Hong Kong Disneyland is struggling with lower-than-expected attendance rates in nearly three years since its opening. Factors such as small size, inconvenient location, lack of unique features, insufficient appeal to adults and lack of Chinese elements have been cited as possible causes. The Walt Disney Company and its joint venture partner, the Hong Kong government are about injecting additional capital to expand the park to attract more visitors negotiate. For a successful turnar … Read more »

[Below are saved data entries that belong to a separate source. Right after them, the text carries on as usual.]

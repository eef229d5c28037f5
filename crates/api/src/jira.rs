use std::path::Path;
use std::sync::Arc;

use serde::de::DeserializeOwned;
use serde::Serialize;

use crate::error::Result;
use crate::oauth::OAuthHandshake;
use crate::router::{ApiFamily, Product};
use crate::session::Session;

/// Jira resources over the latest, 1.0 and agile REST APIs.
#[derive(Clone)]
pub struct JiraClient {
    session: Arc<Session>,
}

impl JiraClient {
    pub fn new(session: Arc<Session>) -> Self {
        Self { session }
    }

    pub fn session(&self) -> &Arc<Session> {
        &self.session
    }

    pub async fn handshake(&self) -> OAuthHandshake {
        OAuthHandshake::new(self.session.clone(), Product::Jira.oauth_endpoints()).await
    }

    pub async fn get<T: DeserializeOwned>(&self, resource: &str) -> Result<T> {
        self.session.get(ApiFamily::Rest, resource).await
    }

    pub async fn get_legacy<T: DeserializeOwned>(&self, resource: &str) -> Result<T> {
        self.session.get(ApiFamily::Legacy, resource).await
    }

    pub async fn get_agile<T: DeserializeOwned>(&self, resource: &str) -> Result<T> {
        self.session.get(ApiFamily::Agile, resource).await
    }

    pub async fn put<B: Serialize + ?Sized>(&self, resource: &str, body: &B) -> Result<()> {
        self.session.put(ApiFamily::Rest, resource, body).await
    }

    pub async fn post<B: Serialize + ?Sized>(&self, resource: &str, body: &B) -> Result<()> {
        self.session.post(ApiFamily::Rest, resource, body).await
    }

    pub async fn post_agile<B: Serialize + ?Sized>(&self, resource: &str, body: &B) -> Result<()> {
        self.session.post(ApiFamily::Agile, resource, body).await
    }

    pub async fn post_with_response<T: DeserializeOwned, B: Serialize + ?Sized>(
        &self,
        resource: &str,
        body: &B,
    ) -> Result<T> {
        self.session
            .post_with_response(ApiFamily::Rest, resource, body)
            .await
    }

    /// Upload an attachment, e.g. to `issue/ABC-1/attachments`.
    pub async fn post_file(&self, resource: &str, path: impl AsRef<Path>) -> Result<()> {
        self.session.post_file(ApiFamily::Rest, resource, path).await
    }

    pub async fn delete(&self, resource: &str) -> Result<()> {
        self.session.delete(ApiFamily::Rest, resource).await
    }
}
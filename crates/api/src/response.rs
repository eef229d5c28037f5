use reqwest::{Response, StatusCode};
use serde::de::DeserializeOwned;
use tracing::{debug, warn};

use crate::error::{ConnectorError, ErrorResponse, Result};

/// Successful outcome of an exchange.
#[derive(Debug, Clone, PartialEq, Eq)]
pub enum Payload {
    Body(Vec<u8>),
    /// 2xx without content, typical for PUT and DELETE.
    Empty,
}

impl Payload {
    pub fn is_empty(&self) -> bool {
        matches!(self, Payload::Empty)
    }

    pub fn bytes(&self) -> &[u8] {
        match self {
            Payload::Body(bytes) => bytes,
            Payload::Empty => &[],
        }
    }

    /// Deserialize into the caller's shape. An empty payload reads as JSON
    /// `null`, which `()` and `Option<T>` accept.
    pub fn json<T: DeserializeOwned>(&self) -> Result<T> {
        let bytes: &[u8] = match self {
            Payload::Body(bytes) => bytes,
            Payload::Empty => b"null",
        };
        serde_json::from_slice(bytes).map_err(|err| {
            warn!("Failed to parse JSON response: {}", err);
            ConnectorError::InvalidResponse(err.to_string())
        })
    }
}

/// Turn status and body into a payload or a typed failure.
///
/// `status_error` is the transport's own text for a failing status; it becomes
/// the single message when the body carries no structured error.
pub fn classify(status: StatusCode, status_error: Option<String>, body: Vec<u8>) -> Result<Payload> {
    if status == StatusCode::UNAUTHORIZED {
        return Err(ConnectorError::unauthorized());
    }

    if status.is_success() {
        if body.iter().all(u8::is_ascii_whitespace) {
            return Ok(Payload::Empty);
        }
        return Ok(Payload::Body(body));
    }

    let response = ErrorResponse::decode(&body).unwrap_or_else(|| {
        ErrorResponse::from_message(
            status_error.unwrap_or_else(|| format!("Unexpected status: {status}")),
        )
    });
    Err(ConnectorError::Api(response))
}

pub async fn map_response(response: Response) -> Result<Payload> {
    let status = response.status();
    let status_error = response.error_for_status_ref().err().map(|err| err.to_string());
    debug!(status = status.as_u16(), url = %response.url(), "Received response");

    let body = response.bytes().await.map_err(map_transport_error)?;
    classify(status, status_error, body.to_vec())
}

/// Failures before any status line arrived.
pub fn map_transport_error(err: reqwest::Error) -> ConnectorError {
    if err.is_timeout() {
        warn!(error = %err, "Request timed out");
    } else {
        warn!(error = %err, "Request failed before a response was received");
    }
    ConnectorError::Transport(err.to_string())
}

#[cfg(test)]
mod tests {
    use super::*;
    use serde::Deserialize;

    #[derive(Debug, Deserialize, PartialEq)]
    struct Issue {
        key: String,
    }

    #[test]
    fn test_success_with_body() {
        let payload = classify(StatusCode::OK, None, br#"{"key":"ABC-1"}"#.to_vec()).unwrap();
        let issue: Issue = payload.json().unwrap();
        assert_eq!(issue, Issue { key: "ABC-1".into() });
    }

    #[test]
    fn test_success_without_body() {
        let payload = classify(StatusCode::NO_CONTENT, None, Vec::new()).unwrap();
        assert!(payload.is_empty());
        payload.json::<()>().unwrap();
        assert_eq!(payload.json::<Option<Issue>>().unwrap(), None);
        assert!(matches!(
            payload.json::<Issue>(),
            Err(ConnectorError::InvalidResponse(_))
        ));
    }

    #[test]
    fn test_unauthorized_ignores_body() {
        let body = br#"{"errorMessages":["token_rejected"]}"#.to_vec();
        let err = classify(StatusCode::UNAUTHORIZED, Some("401".into()), body).unwrap_err();
        assert!(err.is_unauthorized());
    }

    #[test]
    fn test_structured_error_body() {
        let body = br#"{"errorMessages":["Issue does not exist","or you lack permission"]}"#.to_vec();
        let err = classify(StatusCode::NOT_FOUND, Some("HTTP 404".into()), body).unwrap_err();
        let response = err.error_response().unwrap();
        assert_eq!(
            response.messages(),
            ["Issue does not exist", "or you lack permission"]
        );
    }

    #[test]
    fn test_unstructured_error_body_uses_status_text() {
        let text = "HTTP status server error (502 Bad Gateway) for url (https://example.com/)";
        let err = classify(
            StatusCode::BAD_GATEWAY,
            Some(text.to_string()),
            b"<html>proxy</html>".to_vec(),
        )
        .unwrap_err();
        assert_eq!(err.error_response().unwrap().messages(), [text]);

        let err = classify(StatusCode::FORBIDDEN, Some("forbidden".into()), Vec::new()).unwrap_err();
        assert_eq!(err.error_response().unwrap().messages(), ["forbidden"]);
    }

    #[test]
    fn test_malformed_success_body() {
        let payload = classify(StatusCode::OK, None, b"not json".to_vec()).unwrap();
        assert!(matches!(
            payload.json::<Issue>(),
            Err(ConnectorError::InvalidResponse(_))
        ));
    }
}
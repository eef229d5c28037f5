//! OAuth access tokens remembered per profile.
//!
//! Tokens live in a JSON file readable only by the owner. Basic-auth
//! passwords are never written here.

use anyhow::{Context, Result};
use serde::{Deserialize, Serialize};
use std::collections::BTreeMap;
use std::fmt;
use std::fs::{self, OpenOptions};
use std::path::{Path, PathBuf};
use tracing::debug;

#[cfg(unix)]
use std::os::unix::fs::OpenOptionsExt;

#[derive(Clone, PartialEq, Eq, Serialize, Deserialize)]
pub struct StoredToken {
    pub token: String,
    pub token_secret: String,
}

impl StoredToken {
    pub fn new(token: impl Into<String>, token_secret: impl Into<String>) -> Self {
        Self {
            token: token.into(),
            token_secret: token_secret.into(),
        }
    }
}

impl fmt::Debug for StoredToken {
    fn fmt(&self, f: &mut fmt::Formatter<'_>) -> fmt::Result {
        f.debug_struct("StoredToken")
            .field("token", &self.token)
            .field("token_secret", &"<redacted>")
            .finish()
    }
}

#[derive(Debug, Clone)]
pub struct TokenStore {
    path: PathBuf,
}

impl TokenStore {
    /// Store at `~/.atlassian-connector/credentials`.
    pub fn open_default() -> Result<Self> {
        let home = dirs::home_dir().context("Cannot determine home directory")?;
        Ok(Self::at(home.join(".atlassian-connector").join("credentials")))
    }

    pub fn at(path: impl Into<PathBuf>) -> Self {
        Self { path: path.into() }
    }

    pub fn path(&self) -> &Path {
        &self.path
    }

    /// Remember the token for `profile`, replacing any previous one.
    pub fn save(&self, profile: &str, token: &StoredToken) -> Result<()> {
        let mut tokens = self.read_all()?;
        tokens.insert(profile.to_string(), token.clone());
        self.write_all(&tokens)?;
        debug!(profile, path = %self.path.display(), "Stored access token");
        Ok(())
    }

    pub fn load(&self, profile: &str) -> Result<Option<StoredToken>> {
        Ok(self.read_all()?.remove(profile))
    }

    /// Forget the token for `profile`. Returns whether one was stored.
    pub fn delete(&self, profile: &str) -> Result<bool> {
        let mut tokens = self.read_all()?;
        let removed = tokens.remove(profile).is_some();
        if removed {
            self.write_all(&tokens)?;
        }
        Ok(removed)
    }

    fn read_all(&self) -> Result<BTreeMap<String, StoredToken>> {
        if !self.path.exists() {
            return Ok(BTreeMap::new());
        }
        let content = fs::read_to_string(&self.path)
            .with_context(|| format!("Unable to read credentials at {}", self.path.display()))?;
        if content.trim().is_empty() {
            return Ok(BTreeMap::new());
        }
        serde_json::from_str(&content)
            .with_context(|| format!("Malformed credentials file {}", self.path.display()))
    }

    fn write_all(&self, tokens: &BTreeMap<String, StoredToken>) -> Result<()> {
        if let Some(parent) = self.path.parent() {
            fs::create_dir_all(parent).with_context(|| {
                format!("Unable to create credentials directory {}", parent.display())
            })?;
        }

        let mut options = OpenOptions::new();
        options.write(true).create(true).truncate(true);
        #[cfg(unix)]
        options.mode(0o600);

        let file = options
            .open(&self.path)
            .with_context(|| format!("Unable to write credentials at {}", self.path.display()))?;
        serde_json::to_writer_pretty(file, tokens)?;
        Ok(())
    }
}

#[cfg(test)]
mod tests {
    use super::*;
    use tempfile::TempDir;

    fn store(dir: &TempDir) -> TokenStore {
        TokenStore::at(dir.path().join("nested").join("credentials"))
    }

    #[test]
    fn test_load_missing_file() {
        let dir = TempDir::new().unwrap();
        assert!(store(&dir).load("work").unwrap().is_none());
    }

    #[test]
    fn test_save_and_load() {
        let dir = TempDir::new().unwrap();
        let store = store(&dir);

        store.save("work", &StoredToken::new("tok", "sec")).unwrap();
        store.save("home", &StoredToken::new("tok2", "sec2")).unwrap();

        assert_eq!(
            store.load("work").unwrap(),
            Some(StoredToken::new("tok", "sec"))
        );
        assert_eq!(
            store.load("home").unwrap(),
            Some(StoredToken::new("tok2", "sec2"))
        );
    }

    #[test]
    fn test_save_replaces_previous_token() {
        let dir = TempDir::new().unwrap();
        let store = store(&dir);

        store.save("work", &StoredToken::new("old", "old")).unwrap();
        store.save("work", &StoredToken::new("new", "new")).unwrap();

        assert_eq!(store.load("work").unwrap().unwrap().token, "new");
    }

    #[test]
    fn test_delete() {
        let dir = TempDir::new().unwrap();
        let store = store(&dir);

        store.save("work", &StoredToken::new("tok", "sec")).unwrap();
        assert!(store.delete("work").unwrap());
        assert!(!store.delete("work").unwrap());
        assert!(store.load("work").unwrap().is_none());
    }

    #[test]
    fn test_malformed_file_is_an_error() {
        let dir = TempDir::new().unwrap();
        let store = store(&dir);
        fs::create_dir_all(store.path().parent().unwrap()).unwrap();
        fs::write(store.path(), "{not json").unwrap();

        let err = store.load("work").unwrap_err();
        assert!(err.to_string().contains("Malformed credentials file"));
    }

    #[test]
    fn test_debug_redacts_secret() {
        let token = StoredToken::new("visible", "hidden");
        assert!(!format!("{token:?}").contains("hidden"));
    }

    #[cfg(unix)]
    #[test]
    fn test_file_is_owner_only() {
        use std::os::unix::fs::PermissionsExt;

        let dir = TempDir::new().unwrap();
        let store = store(&dir);
        store.save("work", &StoredToken::new("tok", "sec")).unwrap();

        let mode = fs::metadata(store.path()).unwrap().permissions().mode();
        assert_eq!(mode & 0o777, 0o600);
    }
}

Hong Kong Disneyland is struggling with lower-than-expected attendance rates in nearly three years since its opening. Factors such as small size, inconvenient location, lack of unique features, insufficient appeal to adults and lack of Chinese elements have been cited as possible causes. The Walt Disney Company and its joint venture partner, the Hong Kong government are about injecting additional capital to expand the park to attract more visitors negotiate. For a successful turnaround management has to figure out what went wrong in the first place. This case examines the possible reasons for the park’s lackluster performance. It also includes the park’s positioning and product offerings, the remedial measures taken by the company, an analysis of the dynamics of the market for local and foreign visitors, and faced competition from the park. The launch strategies and performance Tokyo Disneyland and Disneyland Park in Paris are included in the case for the comparison. The case was in the 2 McKinsey / HSBC Business Case Competition used.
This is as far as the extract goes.